Not as such. What you owe on your vehicle has nothing to do with the auto insurer's liability, except to the extent that the lienholder is usually named on the policy as a loss payee.
If your vehicle is deemed a total loss in a covered incident under comprehensive such as a fire, theft, etc. then the insurance company will pay per the terms of the policy. As stated in the policy, the insurance company has the option to repair, replace, or pay the actual cash value of your vehicle. Actual cash value will be paid if the reasonable cost of repair exceeds a stated percentage of the actual cash value of the vehicle. That percentage is usually set by state law. Actual cash value roughly equates with market value of a similar vehicle in similar condition and similarly equipped.
If the vehicle is declared a total loss, the insurer will pay the lienholder first and if the car is worth more than the loan balance the remainder will be paid to the insured. If the loan balance is more than the value of the vehicle, and thus, what the insured pays, the insured is responsible for the balance. then you have a problem. The company will pay the entire amount to the loan company but then you will still owe the balance to the loan company or bank.
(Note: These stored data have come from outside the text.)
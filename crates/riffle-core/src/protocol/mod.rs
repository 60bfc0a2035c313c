// ============================================
// File: crates/riffle-core/src/protocol/mod.rs
// ============================================
//! # Protocol Module
//!
//! ## Creation Reason
//! Defines the wire protocol spoken over an authenticated TLS stream:
//! frame layout, the value model, and serialization.
//!
//! ## Main Functionality
//!
//! ### Submodules
//! - [`messages`]: Frame, value and fault structures
//! - [`codec`]: Length-prefixed framing
//! - [`version`]: Protocol versioning
//!
//! ## Protocol Overview
//! ```text
//! ┌─────────────────────────────────────────────────────────────┐
//! │                    Login Phase                              │
//! │                                                             │
//! │  Initiator ── Call{target: ROOT, "login", [Remote(a)]} ──►  │
//! │  Initiator ◄──────────── Reply{Remote(b)} ─────────────     │
//! │                                                             │
//! ├─────────────────────────────────────────────────────────────┤
//! │                    Session Phase                            │
//! │                                                             │
//! │  Either side ═══ Call / Reply / Fault / Release ═══════     │
//! │                                                             │
//! └─────────────────────────────────────────────────────────────┘
//! ```
//!
//! ## Wire Format Principles
//! - `[version: u8][length: u32 LE][JSON body]`
//! - Both directions use the same frame set; there is no client/server
//!   asymmetry below the login root
//!
//! ## ⚠️ Important Note for Next Developer
//! - ANY frame layout change requires a version bump
//! - `Value::Remote` ids are relative to the sender's export table
//!
//! ## Last Modified
//! v0.1.0 - Initial protocol definitions

pub mod codec;
pub mod messages;
pub mod version;

// Re-export primary types
pub use codec::{Codec, FrameCodec, DEFAULT_MAX_FRAME_SIZE, FRAME_HEADER_SIZE};
pub use messages::{FaultKind, Frame, RemoteFault, Value};
pub use version::{ProtocolVersion, CURRENT_PROTOCOL_VERSION};
// ============================================
// File: crates/riffle-portal/src/services/portal.rs
// ============================================
//! # Portal
//!
//! ## Creation Reason
//! The host-facing entry point. A portal owns an ordered table of
//! (matcher, realm) pairs, accepts and initiates connections, and routes
//! each authenticated peer to the first realm whose matcher accepts its
//! identity.
//!
//! ## Main Functionality
//! - `open` / `serve`: Accept peers (responder side of the login)
//! - `connect` / `connect_stream`: Dial a peer (initiator side)
//! - `add_realm` / `find_realm`: Routing table
//! - `login` / `partial_login` / `complete_login`: Realm delegation
//! - `connection_for_name` / `dump_realms`: Live session lookup
//!
//! ## Routing
//! ```text
//! identity ──► [ (/pd/, pd realm), (/device/, device realm), (*, fallback) ]
//!                  first match in insertion order wins
//! ```
//!
//! ## ⚠️ Important Note for Next Developer
//! - Realms may be added after `open`; lookups always see the table as
//!   it is at that moment
//! - There is no process-wide portal; pass `Portal` values explicitly
//!
//! ## Last Modified
//! v0.1.0 - Initial portal implementation

use std::fmt;
use std::net::SocketAddr;
use std::sync::Arc;
use std::time::{Duration, Instant};

use parking_lot::RwLock;
use tracing::info;

use riffle_common::Identity;
use riffle_core::{
    protocol::DEFAULT_MAX_FRAME_SIZE, CommonNameExtractor, FrameCodec, IdentityExtractor,
    TlsMaterial,
};
use riffle_transport::{SecureListener, SecureStream, TlsDialer, TlsListener};
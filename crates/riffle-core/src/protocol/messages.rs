// ============================================
// File: crates/riffle-core/src/protocol/messages.rs
// ============================================
//! # Protocol Message Definitions
//!
//! ## Creation Reason
//! Defines the frames exchanged between two Riffle endpoints and the
//! value model carried inside them.
//!
//! ## Main Functionality
//! - `Frame`: Call / Reply / Fault / Release
//! - `Value`: Dynamically typed argument and result values
//! - `RemoteFault` + `FaultKind`: Errors reported by the peer
//!
//! ## Frame Summary
//! | Frame   | Direction            | Purpose                          |
//! |---------|----------------------|----------------------------------|
//! | Call    | caller → exporter    | Invoke `method` on `target`      |
//! | Reply   | exporter → caller    | Successful result of call `id`   |
//! | Fault   | exporter → caller    | Failed result of call `id`       |
//! | Release | holder → exporter    | Holder drops its handle `target` |
//!
//! ## ⚠️ Important Note for Next Developer
//! - Call ids are chosen by the caller and only unique per direction
//! - Add new `FaultKind` variants at the end; peers match on them
//!
//! ## Last Modified
//! v0.1.0 - Initial message definitions

use std::collections::BTreeMap;
use std::fmt;

use serde::{Deserialize, Serialize};
use thiserror::Error;

use riffle_common::ObjectId;

// ============================================
// Value
// ============================================

/// Argument or result value carried by a frame.
///
/// `Remote(id)` is a handle into the export table of whichever side sent
/// the frame containing it.
#[derive(Debug, Clone, Default, PartialEq, Serialize, Deserialize)]
#[serde(rename_all = "snake_case")]
pub enum Value {
    /// Absence of a value.
    #[default]
    Null,
    /// Boolean.
    Bool(bool),
    /// Signed integer.
    Int(i64),
    /// Floating point number.
    Float(f64),
    /// UTF-8 string.
    Str(String),
    /// Raw bytes.
    Bytes(Vec<u8>),
    /// Ordered list.
    List(Vec<Value>),
    /// String-keyed map.
    Map(BTreeMap<String, Value>),
    /// Handle to an object exported by the sender.
    Remote(ObjectId),
}

impl Value {
    /// Returns the string if this is a `Str`.
    #[must_use]
    pub fn as_str(&self) -> Option<&str> {
        match self {
            Self::Str(s) => Some(s),
            _ => None,
        }
    }

    /// Returns the integer if this is an `Int`.
    #[must_use]
    pub const fn as_i64(&self) -> Option<i64> {
        match self {
            Self::Int(v) => Some(*v),
            _ => None,
        }
    }

    /// Returns the boolean if this is a `Bool`.
    #[must_use]
    pub const fn as_bool(&self) -> Option<bool> {
        match self {
            Self::Bool(v) => Some(*v),
            _ => None,
        }
    }

    /// Returns the object id if this is a `Remote`.
    #[must_use]
    pub const fn as_remote(&self) -> Option<ObjectId> {
        match self {
            Self::Remote(id) => Some(*id),
            _ => None,
        }
    }

    /// Returns `true` for `Null`.
    #[must_use]
    pub const fn is_null(&self) -> bool {
        matches!(self, Self::Null)
    }

    /// Short type name, used in fault messages.
    #[must_use]
    pub const fn type_name(&self) -> &'static str {
        match self {
            Self::Null => "null",
            Self::Bool(_) => "bool",
            Self::Int(_) => "int",
            Self::Float(_) => "float",
            Self::Str(_) => "str",
            Self::Bytes(_) => "bytes",
            Self::List(_) => "list",
            Self::Map(_) => "map",
            Self::Remote(_) => "remote",
        }
    }
}

impl From<bool> for Value {
    fn from(v: bool) -> Self {
        Self::Bool(v)
    }
}

impl From<i64> for Value {
    fn from(v: i64) -> Self {
        Self::Int(v)
    }
}

impl From<f64> for Value {
    fn from(v: f64) -> Self {
        Self::Float(v)
    }
}

impl From<&str> for Value {
    fn from(v: &str) -> Self {
        Self::Str(v.to_owned())
    }
}

impl From<String> for Value {
    fn from(v: String) -> Self {
        Self::Str(v)
    }
}

impl From<Vec<Value>> for Value {
    fn from(v: Vec<Value>) -> Self {
        Self::List(v)
    }
}

impl From<ObjectId> for Value {
    fn from(id: ObjectId) -> Self {
        Self::Remote(id)
    }
}

// ============================================
// Faults
// ============================================

/// Category of a fault reported by the remote side.
#[derive(Debug, Clone, Copy, PartialEq, Eq, Hash, Serialize, Deserialize)]
#[serde(rename_all = "snake_case")]
pub enum FaultKind {
    /// No realm accepted the caller's identity.
    NoMatchingRealm,
    /// The avatar's `initialize` hook failed or timed out.
    Initialization,
    /// The call targeted an object id that is not exported.
    NoSuchObject,
    /// The target object does not implement the method.
    NoSuchMethod,
    /// Arguments were missing or had the wrong type.
    InvalidArguments,
    /// The target exists but cannot serve calls right now.
    InvalidState,
    /// Application-defined failure raised by a handler.
    Application,
    /// Unexpected failure on the remote side.
    Internal,
}

impl fmt::Display for FaultKind {
    fn fmt(&self, f: &mut fmt::Formatter<'_>) -> fmt::Result {
        let name = match self {
            Self::NoMatchingRealm => "no matching realm",
            Self::Initialization => "initialization failed",
            Self::NoSuchObject => "no such object",
            Self::NoSuchMethod => "no such method",
            Self::InvalidArguments => "invalid arguments",
            Self::InvalidState => "invalid state",
            Self::Application => "application error",
            Self::Internal => "internal error",
        };
        f.write_str(name)
    }
}

/// Error reported by the peer in a `Fault` frame.
///
/// # Example
/// ```
/// use riffle_core::protocol::{FaultKind, RemoteFault};
///
/// let fault = RemoteFault::no_such_method("reboot");
/// assert_eq!(fault.kind, FaultKind::NoSuchMethod);
/// assert!(fault.to_string().contains("reboot"));
/// ```
#[derive(Debug, Clone, PartialEq, Eq, Error, Serialize, Deserialize)]
#[error("{kind}: {message}")]
pub struct RemoteFault {
    /// Fault category.
    pub kind: FaultKind,
    /// Human readable detail.
    pub message: String,
}

impl RemoteFault {
    /// Creates a fault of the given kind.
    pub fn new(kind: FaultKind, message: impl Into<String>) -> Self {
        Self {
            kind,
            message: message.into(),
        }
    }

    /// Creates an `Application` fault.
    pub fn application(message: impl Into<String>) -> Self {
        Self::new(FaultKind::Application, message)
    }

    /// Creates a `NoSuchMethod` fault for `method`.
    pub fn no_such_method(method: impl fmt::Display) -> Self {
        Self::new(FaultKind::NoSuchMethod, format!("method '{method}' not found"))
    }

    /// Creates an `InvalidArguments` fault.
    pub fn invalid_arguments(message: impl Into<String>) -> Self {
        Self::new(FaultKind::InvalidArguments, message)
    }

    /// Creates an `InvalidState` fault.
    pub fn invalid_state(message: impl Into<String>) -> Self {
        Self::new(FaultKind::InvalidState, message)
    }
}

// ============================================
// Frame
// ============================================

/// One unit of the wire protocol.
#[derive(Debug, Clone, PartialEq, Serialize, Deserialize)]
#[serde(tag = "frame", rename_all = "snake_case")]
pub enum Frame {
    /// Invoke `method` on the receiver's exported object `target`.
    Call {
        /// Caller-chosen id echoed in the matching Reply/Fault.
        id: u64,
        /// Object in the receiver's export table.
        target: ObjectId,
        /// Method name.
        method: String,
        /// Positional arguments.
        args: Vec<Value>,
    },
    /// Successful completion of call `id`.
    Reply {
        /// Id of the call being answered.
        id: u64,
        /// Result value.
        value: Value,
    },
    /// Failed completion of call `id`.
    Fault {
        /// Id of the call being answered.
        id: u64,
        /// Reported fault.
        fault: RemoteFault,
    },
    /// The sender drops its handle to the receiver's object `target`.
    Release {
        /// Object in the receiver's export table.
        target: ObjectId,
    },
}

impl Frame {
    /// Short frame name for logging.
    #[must_use]
    pub const fn kind(&self) -> &'static str {
        match self {
            Self::Call { .. } => "call",
            Self::Reply { .. } => "reply",
            Self::Fault { .. } => "fault",
            Self::Release { .. } => "release",
        }
    }
}

// ============================================
// Tests
// ============================================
One of the ways to protect yourself from being responsible for the difference between what the insurer pays and the balance on the loan, is through GAP insurance. It is a separate policy, for a separate premium. It pays the difference between the insurance settlement and the amount remaining on the loan. It is usually offered when the car is purchased and financed, but can generally also be obtained after the fact from a property and casualty insurance agent.